Allah "Bilmiyorsanız sorun" diyor.

Bildiğiniz gibi, Adil Düzen kavramı ve içeriği ile ilgili "bilgisiz" olduğumu zaten söylemiştim. Bir insanın bilmediği br konuda fikir yürütmesi kadar kötü bir şey yoktur. Dikkat ederseniz bu konuda sormaya da devam ediyorum. Öğrenmenin en temel yollarından biri budur.

Size "eğer kastınız Kur'an ise söyleyecek çok şey var" diyerek, referansa dayalı olarak zaten konuştuğumuzu ve ilgi gösterdiğimizi söylemiş oldum. Ancak bir metin olarak elimde yok, burada bölük pörçük tartışmalardan anlamaya ve mukayese etmeye çalışmak ile, "bilmek" farklı bir şeydir. Dikkat ederseniz "Adil düzen" hakkında herhangi bir yorumda veya eleştiride bulunmadım.

Karagülle'nin son yazısı ile ilgili olarak da düşündüklerimi açıkça söyledim.

Adil Düzen dediğiniz şey bir metin ise lütfen gönderin, e-mail atın. sam@admira.com.hk

Hayok bir metinden ziyade, kur'an dan çıkardığınız kavramlar ise, bunları zaten tartışıoruz.

Farklı düşünüyor olabiliriz, farklı algılıyor olabiliriz. Ancak "Biz ve Onlar" yakıştırmanız doğru değil. Çünkü Aynı kitabı anlamaya çalışıyor, Aynı Allah'a iman ediyoruz. Yöntemlerimizin farklı olması "Başka" olduğumuz manasına gelmez, gelemez.
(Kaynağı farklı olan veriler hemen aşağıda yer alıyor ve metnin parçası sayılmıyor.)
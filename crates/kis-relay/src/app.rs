//! Main application orchestration.
//!
//! Owns the task tree:
//! - WebSocket supervisor (read loop, decoding inline)
//! - Resubscriber reacting to new sessions
//! - Dispatcher worker feeding the HTTP sinks
//! - Control server (foreground)
//!
//! Every task observes a child of one root `CancellationToken`.

use crate::config::RelayConfig;
use crate::error::AppResult;
use crate::pipeline::FeedPipeline;
use kis_auth::{AuthClient, FileTokenStore, TokenIssuer, TokenManager};
use kis_control::{run_server, ControlState};
use kis_core::AppCredentials;
use kis_dispatch::{dispatch_channel, HttpSink};
use kis_feed::FrameDecoder;
use kis_ws::{ConnectionManager, SubscriptionRegistry};
use std::sync::Arc;
use std::time::Duration;
use tokio::sync::watch;
use tokio::task::JoinHandle;
use tokio_util::sync::CancellationToken;
use tracing::{error, info, warn};

/// How long background tasks get to finish after cancellation.
const SHUTDOWN_GRACE: Duration = Duration::from_secs(5);

/// Main application.
pub struct Application {
    config: RelayConfig,
}

impl Application {
    pub fn new(config: RelayConfig) -> AppResult<Self> {
        config.validate()?;
        Ok(Self { config })
    }

    /// Run until Ctrl-C.
    pub async fn run(self) -> AppResult<()> {
        let cancel = CancellationToken::new();

        let signal = cancel.clone();
        tokio::spawn(async move {
            match tokio::signal::ctrl_c().await {
                Ok(()) => info!("Shutdown signal received"),
                Err(e) => error!(error = %e, "Failed to listen for shutdown signal"),
            }
            signal.cancel();
        });

        self.run_until(cancel).await
    }

    /// Run until `cancel` fires or the control server stops.
    pub async fn run_until(self, cancel: CancellationToken) -> AppResult<()> {
        let config = self.config;
        info!(
            environment = %config.environment,
            ws_url = %config.websocket_url(),
            control = %config.control.bind_addr(),
            "Starting relay"
        );

        // Token manager
        let credentials = AppCredentials::new(&config.app_key, &config.app_secret);
        let issuer: Arc<dyn TokenIssuer> = match &config.auth_url {
            Some(url) => Arc::new(AuthClient::with_base_url(url)?),
            None => Arc::new(AuthClient::new()?),
        };
        let store = Arc::new(FileTokenStore::new(&config.token_cache_dir));
        info!(dir = %store.dir().display(), "Token cache directory");
        let tokens = Arc::new(TokenManager::new(credentials.clone(), issuer, store));

        // Dispatcher
        let snapshot_sink = Arc::new(HttpSink::new(
            "snapshot",
            &config.sinks.snapshot_url,
            config.sinks.timeout(),
        )?);
        let execution_sink = Arc::new(HttpSink::new(
            "execution",
            &config.sinks.execution_url,
            config.sinks.timeout(),
        )?);
        info!(
            snapshot = snapshot_sink.url(),
            execution = execution_sink.url(),
            "Forwarding events to sinks"
        );
        let (dispatch, worker) =
            dispatch_channel(&config.dispatch_config(), snapshot_sink, execution_sink);

        // Connection and registry
        let pipeline = Arc::new(FeedPipeline::new(FrameDecoder::new(), dispatch));
        let connection = Arc::new(ConnectionManager::new(
            config.connection_config(),
            pipeline,
            cancel.child_token(),
        ));
        let registry = Arc::new(SubscriptionRegistry::new(
            config.registry_config(),
            credentials,
            tokens,
            connection.write_handle(),
        ));

        // Session watchers must exist before the first connect.
        let resubscriber_sessions = connection.session_watch();
        let initial_sessions = connection.session_watch();

        let mut tasks: Vec<JoinHandle<()>> = Vec::new();
        tasks.push(tokio::spawn(worker.run(cancel.child_token())));
        tasks.push(tokio::spawn(
            registry
                .clone()
                .run_resubscriber(resubscriber_sessions, cancel.child_token()),
        ));
        tasks.push(tokio::spawn(subscribe_initial(
            registry.clone(),
            initial_sessions,
            config.initial_symbols.clone(),
            cancel.child_token(),
        )));
        {
            let connection = connection.clone();
            let cancel = cancel.clone();
            tasks.push(tokio::spawn(async move {
                if let Err(e) = connection.connect().await {
                    error!(error = %e, "WebSocket supervisor gave up, shutting down");
                    cancel.cancel();
                }
            }));
        }

        let result = run_server(
            config.control.clone(),
            ControlState::new(registry),
            cancel.child_token(),
        )
        .await;

        // Server exits on cancellation or a bind failure; either way stop the rest.
        cancel.cancel();
        for task in tasks {
            match tokio::time::timeout(SHUTDOWN_GRACE, task).await {
                Ok(Ok(())) => {}
                Ok(Err(e)) => warn!(error = %e, "Task ended abnormally"),
                Err(_) => warn!("Task did not stop within the grace period"),
            }
        }

        info!("Relay stopped");
        result.map_err(Into::into)
    }
}

/// Subscribe configured symbols once the first session opens.
async fn subscribe_initial(
    registry: Arc<SubscriptionRegistry>,
    mut sessions: watch::Receiver<u64>,
    symbols: Vec<String>,
    cancel: CancellationToken,
) {
    if symbols.is_empty() {
        return;
    }

    tokio::select! {
        () = cancel.cancelled() => return,
        changed = sessions.changed() => {
            if changed.is_err() {
                return;
            }
        }
    }

    for symbol in &symbols {
        if cancel.is_cancelled() {
            return;
        }
        match registry.subscribe(symbol).await {
            Ok(_) => info!(%symbol, "Initial subscription registered"),
            Err(e) => warn!(%symbol, error = %e, "Initial subscription failed"),
        }
    }
}
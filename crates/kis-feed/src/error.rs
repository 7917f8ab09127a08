//! Reasons a frame (or part of one) produced no event.

use thiserror::Error;

#[derive(Debug, Clone, PartialEq, Eq, Error)]
pub enum FrameSkip {
    #[error("heartbeat")]
    Heartbeat,

    #[error("subscribe acknowledged")]
    SubscribeAck,

    #[error("control frame without market data")]
    ControlFrame,

    #[error("neither JSON nor multiplexed")]
    Unrecognized,

    #[error("multiplexed frame has {0} segments, need 4")]
    TooFewSegments(usize),

    #[error("unknown tag {0:?}")]
    UnknownTag(String),

    #[error("{tag} has {got} fields, need {need}")]
    TooFewFields {
        tag: &'static str,
        got: usize,
        need: usize,
    },

    #[error("unrecognized trade code {0:?}")]
    UnrecognizedTradeCode(String),

    #[error("no trade (price={price}, volume={volume}), market closed")]
    NoTrade { price: i64, volume: i64 },
}

impl FrameSkip {
    /// Metrics label.
    pub fn reason(&self) -> &'static str {
        match self {
            Self::Heartbeat => "heartbeat",
            Self::SubscribeAck => "subscribe_ack",
            Self::ControlFrame => "control_frame",
            Self::Unrecognized => "unrecognized",
            Self::TooFewSegments(_) => "too_few_segments",
            Self::UnknownTag(_) => "unknown_tag",
            Self::TooFewFields { .. } => "too_few_fields",
            Self::UnrecognizedTradeCode(_) => "unrecognized_trade_code",
            Self::NoTrade { .. } => "no_trade",
        }
    }
}
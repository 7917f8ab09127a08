//! WebSocket write handle for sending frames.
//!
//! Frames travel over a channel to the connection loop, which owns the
//! socket. Each frame carries a oneshot ack, so `send` resolves only after
//! the frame was written (or could not be).

use crate::connection::ConnectionState;
use crate::error::{WsError, WsResult};
use parking_lot::RwLock;
use std::sync::Arc;
use tokio::sync::{mpsc, oneshot, watch};
use tracing::debug;

/// Outbound frame queued for the connection loop.
#[derive(Debug)]
pub struct WsOutbound {
    /// Text payload.
    pub frame: String,
    /// Transaction id, for metrics and logs.
    pub tr_id: &'static str,
    /// Session the frame was queued for. Frames from an older session are
    /// never written to a newer socket.
    pub session: u64,
    /// Completion signal.
    pub ack: oneshot::Sender<WsResult<()>>,
}

impl WsOutbound {
    /// Resolve the sender's pending `send`. A sender that gave up is ignored.
    pub fn complete(self, result: WsResult<()>) {
        let _ = self.ack.send(result);
    }
}

/// Write handle for sending frames to the WebSocket.
///
/// Cheap to clone and safe to hold across reconnects.
#[derive(Clone)]
pub struct WsWriteHandle {
    tx: mpsc::Sender<WsOutbound>,
    state: Arc<RwLock<ConnectionState>>,
    session: watch::Receiver<u64>,
}

impl WsWriteHandle {
    pub fn new(
        tx: mpsc::Sender<WsOutbound>,
        state: Arc<RwLock<ConnectionState>>,
        session: watch::Receiver<u64>,
    ) -> Self {
        Self { tx, state, session }
    }

    /// Current connection state.
    pub fn state(&self) -> ConnectionState {
        *self.state.read()
    }

    pub fn is_open(&self) -> bool {
        self.state() == ConnectionState::Open
    }

    /// Current session number (bumped on every transition to `Open`).
    pub fn session(&self) -> u64 {
        *self.session.borrow()
    }

    /// Send a text frame and wait until it has been written.
    ///
    /// # Errors
    ///
    /// - `WsError::ConnectionUnavailable`: not open, or the socket dropped
    ///   before the frame was written
    /// - any transport error the write itself produced
    pub async fn send(&self, frame: String, tr_id: &'static str) -> WsResult<()> {
        if !self.is_open() {
            return Err(WsError::ConnectionUnavailable);
        }

        let (ack_tx, ack_rx) = oneshot::channel();
        let outbound = WsOutbound {
            frame,
            tr_id,
            session: self.session(),
            ack: ack_tx,
        };

        self.tx
            .send(outbound)
            .await
            .map_err(|_| WsError::ConnectionUnavailable)?;
        debug!(tr_id, "Frame queued for sending");

        ack_rx.await.map_err(|_| WsError::ConnectionUnavailable)?
    }
}
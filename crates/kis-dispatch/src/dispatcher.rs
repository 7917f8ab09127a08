//! Bounded event queue and its worker.

use crate::sink::EventSink;
use kis_core::MarketEvent;
use kis_telemetry::Metrics;
use std::sync::Arc;
use std::time::Instant;
use tokio::sync::mpsc::{self, error::TrySendError};
use tokio_util::sync::CancellationToken;
use tracing::{debug, info, warn};

/// Dispatcher configuration.
#[derive(Debug, Clone)]
pub struct DispatchConfig {
    /// Events buffered between the read loop and the worker.
    pub queue_capacity: usize,
}

impl Default for DispatchConfig {
    fn default() -> Self {
        Self {
            queue_capacity: 1024,
        }
    }
}

/// Producer side, held by the read loop.
#[derive(Clone)]
pub struct DispatchHandle {
    tx: mpsc::Sender<MarketEvent>,
}

impl DispatchHandle {
    /// Queue an event without blocking.
    ///
    /// Returns false when the event was dropped (queue full or worker gone).
    pub fn enqueue(&self, event: MarketEvent) -> bool {
        match self.tx.try_send(event) {
            Ok(()) => true,
            Err(TrySendError::Full(event)) => {
                warn!(
                    symbol = event.symbol(),
                    kind = event.kind(),
                    "Dispatch queue full, dropping event"
                );
                Metrics::dispatch_dropped("queue_full");
                false
            }
            Err(TrySendError::Closed(event)) => {
                debug!(symbol = event.symbol(), "Dispatcher stopped, dropping event");
                Metrics::dispatch_dropped("closed");
                false
            }
        }
    }
}

/// Consumer side: drains the queue and routes events to their sinks.
pub struct DispatchWorker {
    rx: mpsc::Receiver<MarketEvent>,
    snapshot_sink: Arc<dyn EventSink>,
    execution_sink: Arc<dyn EventSink>,
}

/// Create the queue. Snapshots and order books go to `snapshot_sink`,
/// executions to `execution_sink`.
pub fn dispatch_channel(
    config: &DispatchConfig,
    snapshot_sink: Arc<dyn EventSink>,
    execution_sink: Arc<dyn EventSink>,
) -> (DispatchHandle, DispatchWorker) {
    let (tx, rx) = mpsc::channel(config.queue_capacity.max(1));
    (
        DispatchHandle { tx },
        DispatchWorker {
            rx,
            snapshot_sink,
            execution_sink,
        },
    )
}

impl DispatchWorker {
    /// Run until cancelled or every handle is dropped.
    pub async fn run(mut self, cancel: CancellationToken) {
        info!("Dispatcher started");

        loop {
            tokio::select! {
                () = cancel.cancelled() => {
                    info!("Dispatcher cancelled");
                    break;
                }
                event = self.rx.recv() => {
                    let Some(event) = event else {
                        info!("All dispatch handles dropped");
                        break;
                    };
                    self.dispatch(&event).await;
                }
            }
        }
    }

    async fn dispatch(&self, event: &MarketEvent) {
        let sink = if event.is_execution() {
            &self.execution_sink
        } else {
            &self.snapshot_sink
        };

        let started = Instant::now();
        let result = sink.deliver(event).await;
        let latency_ms = started.elapsed().as_secs_f64() * 1000.0;

        match result {
            Ok(()) => Metrics::event_dispatched(sink.name(), "ok", latency_ms),
            Err(e) => {
                Metrics::event_dispatched(sink.name(), "error", latency_ms);
                warn!(
                    sink = sink.name(),
                    symbol = event.symbol(),
                    error = %e,
                    "Dispatch failed, dropping event"
                );
            }
        }
    }
}
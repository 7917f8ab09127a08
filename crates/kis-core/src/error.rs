//! Error types for kis-core.

use thiserror::Error;

/// Core error types.
#[derive(Debug, Error)]
pub enum CoreError {
    #[error("Invalid environment: {0}")]
    InvalidEnvironment(String),
}

/// Result type alias for core operations.
pub type Result<T> = std::result::Result<T, CoreError>;
//! Outbound control frames.

use kis_core::{AccessToken, AppCredentials, StreamKind};
use serde::Serialize;

/// Transaction type: `1` registers a real-time stream.
const TR_TYPE_REGISTER: &str = "1";

/// Customer type: `P` (individual).
const CUSTTYPE_PERSONAL: &str = "P";

/// Real-time registration request.
///
/// Field order is the order KIS documents and is kept on the wire.
#[derive(Debug, Clone, Serialize)]
pub struct SubscribeRequest {
    pub header: SubscribeHeader,
    pub body: SubscribeBody,
}

#[derive(Debug, Clone, Serialize)]
pub struct SubscribeHeader {
    pub authorization: String,
    pub appkey: String,
    pub appsecret: String,
    pub tr_type: &'static str,
    pub tr_id: &'static str,
    pub custtype: &'static str,
}

#[derive(Debug, Clone, Serialize)]
pub struct SubscribeBody {
    pub input: SubscribeInput,
}

#[derive(Debug, Clone, Serialize)]
pub struct SubscribeInput {
    pub tr_id: &'static str,
    pub tr_key: String,
}

impl SubscribeRequest {
    /// Build a registration request for one stream kind of one symbol.
    pub fn new(
        token: &AccessToken,
        credentials: &AppCredentials,
        kind: StreamKind,
        symbol: &str,
    ) -> Self {
        Self {
            header: SubscribeHeader {
                authorization: format!("Bearer {}", token.value()),
                appkey: credentials.app_key.clone(),
                appsecret: credentials.app_secret.as_str().to_string(),
                tr_type: TR_TYPE_REGISTER,
                tr_id: kind.tr_id(),
                custtype: CUSTTYPE_PERSONAL,
            },
            body: SubscribeBody {
                input: SubscribeInput {
                    tr_id: kind.tr_id(),
                    tr_key: symbol.to_string(),
                },
            },
        }
    }

    pub fn tr_id(&self) -> &'static str {
        self.header.tr_id
    }

    /// Serialize to the text frame sent on the socket.
    pub fn to_frame(&self) -> serde_json::Result<String> {
        serde_json::to_string(self)
    }
}
//! HTTP client for the KIS token endpoint.
//!
//! Exchanges the app key/secret for a bearer token via the
//! client-credentials grant (`POST /oauth2/tokenP`).

use crate::error::{AuthError, AuthResult};
use kis_core::{AppCredentials, BoxFuture, Environment};
use reqwest::Client;
use serde::{Deserialize, Serialize};
use std::time::Duration;
use tracing::{debug, info, warn};

/// Default timeout for token requests.
const DEFAULT_TIMEOUT: Duration = Duration::from_secs(10);

/// Lifetime assumed when the response omits `expires_in` (24h).
pub const DEFAULT_EXPIRES_IN_SECS: i64 = 86_400;

/// Token endpoint path under the REST base URL.
const TOKEN_PATH: &str = "/oauth2/tokenP";

/// A freshly issued token before it is stamped with an expiry instant.
#[derive(Debug, Clone, PartialEq, Eq)]
pub struct IssuedToken {
    pub access_token: String,
    /// Lifetime in seconds.
    pub expires_in: i64,
}

/// Something that can issue tokens (HTTP in production, doubles in tests).
pub trait TokenIssuer: Send + Sync {
    fn issue<'a>(
        &'a self,
        environment: Environment,
        credentials: &'a AppCredentials,
    ) -> BoxFuture<'a, AuthResult<IssuedToken>>;
}

/// Client-credentials request body.
#[derive(Debug, Serialize)]
struct TokenRequest<'a> {
    grant_type: &'static str,
    appkey: &'a str,
    appsecret: &'a str,
}

/// Token endpoint response. KIS sends `expires_in` as a number, but older
/// gateways quote it, so both are accepted.
#[derive(Debug, Deserialize)]
struct TokenResponse {
    access_token: Option<String>,
    #[serde(default)]
    expires_in: Option<serde_json::Value>,
}

impl TokenResponse {
    fn into_issued(self) -> AuthResult<IssuedToken> {
        let access_token = self
            .access_token
            .filter(|t| !t.is_empty())
            .ok_or_else(|| AuthError::InvalidResponse("missing access_token".to_string()))?;

        let expires_in = match self.expires_in {
            None => DEFAULT_EXPIRES_IN_SECS,
            Some(serde_json::Value::Number(n)) => n.as_i64().unwrap_or(DEFAULT_EXPIRES_IN_SECS),
            Some(serde_json::Value::String(s)) => s.trim().parse().map_err(|_| {
                AuthError::InvalidResponse(format!("expires_in is not an integer: {s}"))
            })?,
            Some(other) => {
                return Err(AuthError::InvalidResponse(format!(
                    "unexpected expires_in: {other}"
                )))
            }
        };

        if expires_in <= 0 || chrono::Duration::try_seconds(expires_in).is_none() {
            return Err(AuthError::InvalidResponse(format!(
                "expires_in out of range: {expires_in}"
            )));
        }

        Ok(IssuedToken {
            access_token,
            expires_in,
        })
    }
}

/// Client for the KIS auth endpoint.
pub struct AuthClient {
    /// HTTP client.
    client: Client,
    /// Base URL override (tests, proxies). Defaults to the environment's URL.
    base_url: Option<String>,
}

impl AuthClient {
    /// Create a client that talks to each environment's own endpoint.
    pub fn new() -> AuthResult<Self> {
        let client = Client::builder()
            .timeout(DEFAULT_TIMEOUT)
            .build()
            .map_err(|e| AuthError::HttpClient(format!("Failed to create HTTP client: {e}")))?;

        Ok(Self {
            client,
            base_url: None,
        })
    }

    /// Create a client pinned to a specific base URL.
    pub fn with_base_url(base_url: impl Into<String>) -> AuthResult<Self> {
        let mut client = Self::new()?;
        client.base_url = Some(base_url.into());
        Ok(client)
    }

    fn token_url(&self, environment: Environment) -> String {
        let base = self
            .base_url
            .as_deref()
            .unwrap_or_else(|| environment.rest_base_url())
            .trim_end_matches('/');
        format!("{base}{TOKEN_PATH}")
    }

    /// Request a new token.
    pub async fn request_token(
        &self,
        environment: Environment,
        credentials: &AppCredentials,
    ) -> AuthResult<IssuedToken> {
        let url = self.token_url(environment);
        info!(%environment, %url, "Requesting access token");

        let request = TokenRequest {
            grant_type: "client_credentials",
            appkey: &credentials.app_key,
            appsecret: credentials.app_secret.as_str(),
        };

        let response = self
            .client
            .post(&url)
            .json(&request)
            .send()
            .await
            .map_err(|e| AuthError::HttpClient(format!("HTTP request failed: {e}")))?;

        let status = response.status();
        if !status.is_success() {
            let body = response.text().await.unwrap_or_default();
            warn!(%environment, status = status.as_u16(), "Token request rejected");
            return Err(AuthError::HttpStatus {
                status: status.as_u16(),
                body,
            });
        }

        let body: TokenResponse = response
            .json()
            .await
            .map_err(|e| AuthError::InvalidResponse(format!("Failed to parse response: {e}")))?;

        let issued = body.into_issued()?;
        debug!(%environment, expires_in = issued.expires_in, "Access token issued");
        Ok(issued)
    }
}

impl TokenIssuer for AuthClient {
    fn issue<'a>(
        &'a self,
        environment: Environment,
        credentials: &'a AppCredentials,
    ) -> BoxFuture<'a, AuthResult<IssuedToken>> {
        Box::pin(self.request_token(environment, credentials))
    }
}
Burada tartışmaya açtığımız konuları tartışmaya cesaret edebilecek fazla kimse olduğunu da zannetmiyorum. Ben bu meseleleri tartışmaya açarken, sizleri "KARŞI" gördüğüm için yapmıyorum. Bunları tartışmak gerektiği için yapıyorum. En azından ben böyle düşünüyorum, çünkü sistemi tıkayan noktaları aşmadan bir sistem meydana getirmenin imkanı yoktur. Bu manada daha tartışılması gereken çok mesele vardır.

Siz onlarca kişisiniz, ben bir kişiyim. Sizin elinizin altında bulunan kaynaklar, kitaplar bende yok. Siz 46 yıldır hep birlikte uğraştığınızı söylüyorsunuz ben ise 10 yıldır, tek başıma lafzı bilmeyen, konuşulanların çoğunu anlamayan, tercihleri, alışkanlıkları, yaşam biçimleri farklı başka dünyaların başka insanlarının arasında anlamaya çalışıyorum. Bugün elimde ne varsa bu sadece Kur'an dan edindiğim deneyimlerdir. Benim dünyamı sizin anlamanızı beklemiyorum çünkü sizin dünyanızı da ben anlamıyorum. Tartışırken öğreniyor, faydalanıyorum. Bana katkısı oluyor, üzerinde yeniden düşünmek zorunda kalıyorum. Yanıldığımı anladığım zaman "haklısınız" diyorum, emin olduğum zaman devam ediyorum.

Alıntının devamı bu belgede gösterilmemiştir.